RAC Attack .....

Last year, I built two VMs on Oracle Virtual box with ASM, etc and built myself a RAC Cluster using what in my opinion is the best resource on the web for building RAC on VMs. As I had been up to neck in work since I started this blog in 2011 and "Blogger"was blocked by that same place of work, oh the evil bloggers. I never kept it up to date, the road to hell and all that. I really wish I had all the notes but no good crying over spilt milk, anyway here is probably the only link you will ever need. You could do the course and get the t-shirt but to be honest, if I can do it (even with my years and years) anybody with half decent Unix / Oracle should be able to.

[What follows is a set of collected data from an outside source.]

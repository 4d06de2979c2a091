//! Maildir engine: open/check/sync/msg_open_new/msg_commit (4.F/4.G/4.H/4.I
//! specialised to the Maildir on-disk layout).

use std::{
    collections::HashMap,
    fs::{self, File},
    path::{Path, PathBuf},
};

use crate::{
    alloc::{self, MaildirUniqueName},
    cancel::CancellationToken,
    config::Config,
    email::{Email, HeaderParser},
    header_cache::HeaderCache,
    mailbox::{merge_flags, FlagSetter, FormatState, MessageCopier, NewMessageHandle, Status, TableUpdater},
    maildir::filename as maildir_filename,
    parse::{self, ParseLayout},
    scan::{self, ScanKind},
    Error, Result,
};

fn dir_mtime(path: &Path) -> i64 {
    fs::metadata(path)
        .and_then(|m| m.modified())
        .ok()
        .and_then(|t| t.duration_since(std::time::UNIX_EPOCH).ok())
        .map(|d| d.as_secs() as i64)
        .unwrap_or(0)
}

fn canonical_key(path: &Path) -> String {
    let basename = path.file_name().and_then(|n| n.to_str()).unwrap_or_default();
    maildir_filename::canonicalize(basename).to_string()
}

fn subdir_of(path: &Path) -> &'static str {
    if path.starts_with("cur") {
        "cur"
    } else {
        "new"
    }
}

/// 4.F: `scan(new) ++ scan(cur) -> lazy parse -> install`.
pub fn open(
    root: &Path,
    config: &Config,
    parser: &dyn HeaderParser,
    cache: &mut dyn HeaderCache,
    cancel: &dyn CancellationToken,
) -> Result<(FormatState, Vec<Email>, i64)> {
    let mut scanned = Vec::new();
    scan::scan(root, ScanKind::MaildirSubdir("new"), &mut scanned, cancel)?;
    scan::scan(root, ScanKind::MaildirSubdir("cur"), &mut scanned, cancel)?;

    if config.mark_old {
        for entry in scanned.iter_mut() {
            if subdir_of(&entry.email.path) == "new" {
                entry.email.old = true;
            }
        }
    }

    parse::parse_entries(
        root,
        &mut scanned,
        ParseLayout::Maildir,
        parser,
        cache,
        config.header_cache_verify,
        cancel,
    )?;

    let mut emails: Vec<Email> = scanned.into_iter().map(|e| e.email).collect();
    for (i, e) in emails.iter_mut().enumerate() {
        e.index = i;
    }

    let state = FormatState {
        mtime_cur: dir_mtime(&root.join("cur")),
        umask: alloc::umask_for_dir(root),
    };
    let mtime = dir_mtime(&root.join("new"));

    Ok((state, emails, mtime))
}

/// 4.G Maildir path.
#[allow(clippy::too_many_arguments)]
pub fn check(
    root: &Path,
    state: &mut FormatState,
    mailbox_mtime: &mut i64,
    emails: &mut Vec<Email>,
    config: &Config,
    parser: &dyn HeaderParser,
    cache: &mut dyn HeaderCache,
    cancel: &dyn CancellationToken,
    flag_setter: &mut dyn FlagSetter,
    table_updater: &mut dyn TableUpdater,
    triggered_by_monitor: bool,
) -> Result<Status> {
    let new_mtime = dir_mtime(&root.join("new"));
    let cur_mtime = dir_mtime(&root.join("cur"));

    let new_changed = new_mtime > *mailbox_mtime;
    let cur_changed = cur_mtime > state.mtime_cur;
    if !new_changed && !cur_changed {
        return Ok(Status::Unchanged);
    }

    if !triggered_by_monitor {
        if new_changed {
            *mailbox_mtime = new_mtime;
        }
        if cur_changed {
            state.mtime_cur = cur_mtime;
        }
    }

    let mut scanned = Vec::new();
    let mut scanned_subdirs: Vec<&'static str> = Vec::new();
    if new_changed {
        scan::scan(root, ScanKind::MaildirSubdir("new"), &mut scanned, cancel)?;
        scanned_subdirs.push("new");
    }
    if cur_changed {
        scan::scan(root, ScanKind::MaildirSubdir("cur"), &mut scanned, cancel)?;
        scanned_subdirs.push("cur");
    }
    parse::parse_entries(
        root,
        &mut scanned,
        ParseLayout::Maildir,
        parser,
        cache,
        config.header_cache_verify,
        cancel,
    )?;

    let mut map: HashMap<String, usize> = HashMap::new();
    for (i, entry) in scanned.iter().enumerate() {
        map.insert(canonical_key(&entry.email.path), i);
    }

    let mut used = vec![false; scanned.len()];
    let mut occult = vec![false; emails.len()];
    let mut flags_changed = false;

    for i in 0..emails.len() {
        let key = canonical_key(&emails[i].path);
        if let Some(&idx) = map.get(&key) {
            used[idx] = true;
            let discovered = scanned[idx].email.clone();
            let email = &mut emails[i];
            if discovered.path != email.path {
                email.path = discovered.path.clone();
            }
            if !email.changed && merge_flags(flag_setter, email, &discovered) {
                flags_changed = true;
            }
            if email.deleted == email.trash {
                email.deleted = discovered.trash;
            }
            email.trash = discovered.trash;
        } else {
            let subdir = subdir_of(&emails[i].path);
            if scanned_subdirs.contains(&subdir) {
                occult[i] = true;
            }
        }
    }

    let has_occult = occult.iter().any(|&o| o);
    if has_occult {
        let mut idx = 0;
        emails.retain(|_| {
            let keep = !occult[idx];
            idx += 1;
            keep
        });
        for (i, e) in emails.iter_mut().enumerate() {
            e.index = i;
        }
        table_updater.mx_update_tables(emails);
        table_updater.clear_threads();
    }

    let mut appended_any = false;
    for (i, entry) in scanned.into_iter().enumerate() {
        if used[i] {
            continue;
        }
        let mut email = entry.email;
        email.index = emails.len();
        emails.push(email);
        appended_any = true;
    }

    let mut status = Status::Unchanged;
    if has_occult {
        status = status.merge(Status::Reopened);
    }
    if appended_any {
        status = status.merge(Status::NewMail);
    }
    if flags_changed {
        status = status.merge(Status::FlagsChanged);
    }
    Ok(status)
}

/// 4.H Maildir path.
pub fn sync(
    root: &Path,
    state: &mut FormatState,
    mailbox_mtime: &mut i64,
    emails: &mut Vec<Email>,
    config: &Config,
    cache: &mut dyn HeaderCache,
    copier: &dyn MessageCopier,
) -> Result<()> {
    let mut purged = Vec::new();

    for i in 0..emails.len() {
        if emails[i].deleted && !config.maildir_trash {
            let abs = root.join(&emails[i].path);
            let _ = fs::remove_file(&abs);
            let key = canonical_key(&emails[i].path);
            cache.delete(&key)?;
            purged.push(i);
            continue;
        }

        if emails[i].attach_del || emails[i].xlabel_changed || emails[i].refs_changed || emails[i].irt_changed {
            rewrite_message(root, &mut emails[i], copier)?;
        }

        apply_flag_rename(root, &mut emails[i], config)?;
    }

    for &i in purged.iter().rev() {
        emails.remove(i);
    }
    for (i, e) in emails.iter_mut().enumerate() {
        e.index = i;
        e.changed = false;
    }

    *mailbox_mtime = dir_mtime(&root.join("new"));
    state.mtime_cur = dir_mtime(&root.join("cur"));
    Ok(())
}

fn apply_flag_rename(root: &Path, email: &mut Email, _config: &Config) -> Result<()> {
    let basename = email
        .path
        .file_name()
        .and_then(|n| n.to_str())
        .unwrap_or_default();
    let uniq = maildir_filename::canonicalize(basename).to_string();
    let suffix = maildir_filename::encode(
        email.flagged,
        email.replied,
        email.read,
        email.deleted,
        email.old,
        email.maildir_flags.as_deref(),
    );
    let subdir = if email.read || email.old { "cur" } else { "new" };
    let new_rel = PathBuf::from(subdir).join(format!("{uniq}{suffix}"));

    if new_rel == email.path {
        return Ok(());
    }

    let old_abs = root.join(&email.path);
    let new_abs = root.join(&new_rel);
    email.trash = email.deleted;

    fs::rename(&old_abs, &new_abs).map_err(|err| Error::RenameFailed {
        from: old_abs,
        to: new_abs,
        source: err,
    })?;
    email.path = new_rel;
    Ok(())
}

fn rewrite_message(root: &Path, email: &mut Email, copier: &dyn MessageCopier) -> Result<()> {
    let old_abs = root.join(&email.path);
    let mut src = File::open(&old_abs)?;

    let subdir = if email.read || email.old { "cur" } else { "new" };
    let suffix = maildir_filename::encode(
        email.flagged,
        email.replied,
        email.read,
        false,
        email.old,
        email.maildir_flags.as_deref(),
    );
    let mut name = MaildirUniqueName::generate();
    let (mut file, tmp_rel) = alloc::maildir_stage(root, &name, &suffix)?;
    let len = copier.copy_message(&mut src, &mut file, email)?;
    file.sync_all()?;
    drop(file);

    let committed = alloc::maildir_commit(root, &tmp_rel, subdir, &mut name, &suffix)?;
    fs::remove_file(&old_abs)?;

    email.path = committed;
    email.content_length = len;
    email.attach_del = false;
    email.xlabel_changed = false;
    email.refs_changed = false;
    email.irt_changed = false;
    Ok(())
}

/// 4.I Maildir new message: stage under `tmp/`.
pub fn open_new(root: &Path, email: &Email) -> Result<NewMessageHandle> {
    let subdir = if email.read || email.old { "cur" } else { "new" };
    let suffix = maildir_filename::encode(
        email.flagged,
        email.replied,
        email.read,
        false,
        email.old,
        email.maildir_flags.as_deref(),
    );
    let name = MaildirUniqueName::generate();
    let (file, tmp_rel) = alloc::maildir_stage(root, &name, &suffix)?;
    Ok(NewMessageHandle::Maildir {
        file,
        tmp_rel,
        name,
        subdir,
        suffix,
    })
}

/// 4.I Maildir commit: rename from `tmp/` to the target subdir, applying
/// `email.received` via `utimbuf` if the caller supplied one.
pub fn commit(root: &Path, handle: NewMessageHandle, email: &mut Email) -> Result<()> {
    let NewMessageHandle::Maildir {
        tmp_rel,
        mut name,
        subdir,
        suffix,
        ..
    } = handle
    else {
        return Err(Error::Fatal("msg_commit: wrong handle kind for maildir".into()));
    };

    let committed = alloc::maildir_commit(root, &tmp_rel, subdir, &mut name, &suffix)?;

    if email.received != 0 {
        let abs = root.join(&committed);
        if let Ok(file) = File::open(&abs) {
            let when = std::time::UNIX_EPOCH + std::time::Duration::from_secs(email.received.max(0) as u64);
            let _ = file.set_modified(when);
        }
    }

    email.path = committed;
    Ok(())
}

https://en.wikibooks.org/wiki/RAC_Attack_-_Oracle_Cluster_Database_at_Home

It was working like a dream, I could connect to sqlplus and "pull the plug" on one server and would fail over to the second. Great to try out stuff you would never get to do, even in a test environment when not your equipment. The place I was working at would never pay for a "sandpit" so VMs were about as good as it got.

However, my work laptop that I was using at the time (horrible thing) was supplied with a small SSD disk and I was supposed to use cloud storage for all files. Great from a security point of view but pretty useless from a DBA perspective. I would have loved to have built a local E-Business suite environment too but if I was struggling for space for RAC, E-Biz was an impossibility.

As I needed to show one of my colleagues some ZFS on Solaris I had to make the decision to pull the plug on my VMs and build an environment for him to work on. As soon as I had explained ZFS, needed a VM to test Weblogic for a Documentum build - it never ended.

Now, I have my own decent laptop to play with going to build a couple of VMs and do a guide to accompany "RAC Attack". Hopefully. RHEL 7 and Oracle Virtual Additions won't start to complain about anything and I can get a decent stable release. Watch this space!!